How QSB Compares to Other Quantum-Resistant Approaches
There are many parallel efforts in the broader cryptographic world to develop post-quantum standards. Most of these focus on lattice-based, code-based, or multivariate polynomial schemes rather than purely hash-based designs.
Compared to those:
– Hash-based schemes like Lamport are conservative and simple, but less efficient.
– Lattice-based schemes often have smaller signatures and keys but rely on newer hardness assumptions.
– Integrating non-hash-based post-quantum schemes directly into Bitcoin’s core layer would likely require new opcodes or a soft fork.
QSB essentially chooses the most conservative route that is already within Bitcoin’s reach: use the hash functions the network already trusts, even if it means paying more in bytes and fees.
The Road Ahead for Quantum-Safe Bitcoin
For now, QSB is a research proposal, not a standard or widely adopted practice. To move from paper to production, several steps would be needed:
– Independent cryptographers would need to review and challenge the scheme.
– Prototype implementations in wallets and libraries would be built and tested.
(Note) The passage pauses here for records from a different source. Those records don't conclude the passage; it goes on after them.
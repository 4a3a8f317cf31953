#[cfg(test)]
#[path = "polyline_test.rs"]
mod tests;

use crate::domain::models::LatLng;

const PRECISION: f64 = 1e5;
const SYMBOL_OFFSET: u8 = 63;
const CHUNK_BITS: u32 = 5;
const CHUNK_MASK: i64 = 0x1f;
const CONTINUATION_BIT: i64 = 0x20;
// 64-bit accumulator, so at most 12 five-bit chunks per value.
const MAX_SHIFT: u32 = 60;

#[derive(Debug, PartialEq, Eq, thiserror::Error)]
pub enum PolylineError {
    #[error("Encoded path ends mid-value at byte {position}")]
    Truncated { position: usize },

    #[error("Invalid symbol {symbol:#04x} at byte {position}")]
    InvalidSymbol { position: usize, symbol: u8 },

    #[error("Value starting at byte {position} does not fit in 64 bits")]
    Overflow { position: usize },
}

fn read_value(bytes: &[u8], cursor: &mut usize) -> Result<i64, PolylineError> {
    let start = *cursor;
    let mut result: i64 = 0;
    let mut shift: u32 = 0;

    loop {
        let position = *cursor;
        let symbol = match bytes.get(position) {
            Some(symbol) => *symbol,
            None => return Err(PolylineError::Truncated { position }),
        };
        if !(SYMBOL_OFFSET..=SYMBOL_OFFSET + 63).contains(&symbol) {
            return Err(PolylineError::InvalidSymbol { position, symbol });
        }
        if shift > MAX_SHIFT {
            return Err(PolylineError::Overflow { position: start });
        }

        let chunk = (symbol - SYMBOL_OFFSET) as i64;
        result |= (chunk & CHUNK_MASK) << shift;
        shift += CHUNK_BITS;
        *cursor += 1;

        if chunk & CONTINUATION_BIT == 0 {
            break;
        }
    }

    if result & 1 == 1 {
        return Ok(!(result >> 1));
    }

    return Ok(result >> 1);
}

/// Decodes an encoded path into `(lat, lng)` pairs at five decimal digits of
/// precision. Axis order is left as-is; flipping for the map is the caller's
/// job.
pub fn decode(encoded: &str) -> Result<Vec<LatLng>, PolylineError> {
    let bytes = encoded.as_bytes();
    let mut cursor = 0;
    let mut lat: i64 = 0;
    let mut lng: i64 = 0;
    let mut points = vec![];

    while cursor < bytes.len() {
        lat = lat.wrapping_add(read_value(bytes, &mut cursor)?);
        lng = lng.wrapping_add(read_value(bytes, &mut cursor)?);

        points.push(LatLng::new(lat as f64 / PRECISION, lng as f64 / PRECISION));
    }

    return Ok(points);
}

fn write_value(value: i64, out: &mut String) {
    let mut remaining = if value < 0 { !(value << 1) } else { value << 1 };

    while remaining >= CONTINUATION_BIT {
        let chunk = (CONTINUATION_BIT | (remaining & CHUNK_MASK)) as u8;
        out.push((chunk + SYMBOL_OFFSET) as char);
        remaining >>= CHUNK_BITS;
    }

    out.push((remaining as u8 + SYMBOL_OFFSET) as char);
}

/// Inverse of [`decode`]. Coordinates are rounded to five decimal digits.
pub fn encode(points: &[LatLng]) -> String {
    let mut out = String::new();
    let mut prev_lat: i64 = 0;
    let mut prev_lng: i64 = 0;

    for point in points {
        let lat = (point.lat * PRECISION).round() as i64;
        let lng = (point.lng * PRECISION).round() as i64;

        write_value(lat - prev_lat, &mut out);
        write_value(lng - prev_lng, &mut out);

        prev_lat = lat;
        prev_lng = lng;
    }

    return out;
}
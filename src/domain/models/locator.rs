use async_trait::async_trait;

use super::LngLat;

#[derive(Debug, PartialEq, thiserror::Error)]
pub enum LocatorError {
    #[error("Geolocation error: {0}")]
    Failed(String),
}

#[async_trait]
pub trait Locator {
    /// Resolves the user's position. May never resolve; callers race it
    /// against a timeout.
    async fn locate(&self) -> Result<LngLat, LocatorError>;
}

pub type LocatorBox = Box<dyn Locator + Send + Sync>;
#[cfg(test)]
#[path = "navigation_test.rs"]
mod tests;

use reqwest::Url;

use crate::domain::models::LngLat;

pub const GOOGLE_MAPS_DIRECTIONS_URL: &str = "https://www.google.com/maps/dir/";
pub const TRAVEL_MODES: [&str; 4] = ["driving", "walking", "bicycling", "transit"];

/// Link that opens the route in Google Maps. The first coordinate is the
/// origin, the last the destination and everything in between is a stop.
/// Needs at least two coordinates.
pub fn google_maps_url(coords: &[LngLat], travel_mode: &str, navigate: bool) -> Option<Url> {
    if coords.len() < 2 {
        return None;
    }

    let origin = coords.first()?.to_lat_lng().to_string();
    let destination = coords.last()?.to_lat_lng().to_string();
    let stops = coords[1..coords.len() - 1]
        .iter()
        .map(|coord| return coord.to_lat_lng().to_string())
        .collect::<Vec<String>>()
        .join("|");

    let mut params = vec![
        ("api", "1"),
        ("origin", origin.as_str()),
        ("destination", destination.as_str()),
        ("travelmode", travel_mode),
    ];
    if navigate {
        params.push(("dir_action", "navigate"));
    }
    if !stops.is_empty() {
        params.push(("waypoints", stops.as_str()));
    }

    return Url::parse_with_params(GOOGLE_MAPS_DIRECTIONS_URL, params).ok();
}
– Performance, fee impact, and usability would be evaluated in real-world conditions.
– The Bitcoin community would debate whether this is the right balance between security and practicality.
Even if QSB itself is not the final answer, it sets an important precedent: truly quantum-safe Bitcoin transactions are possible without rewriting the protocol rulebook.
The emergence of quantum-ready transaction designs suggests that Bitcoin’s long-term survival in a post-quantum world may depend less on a single dramatic fork and more on many small, opt-in choices by users, wallets, and custodians-starting well before powerful quantum computers arrive.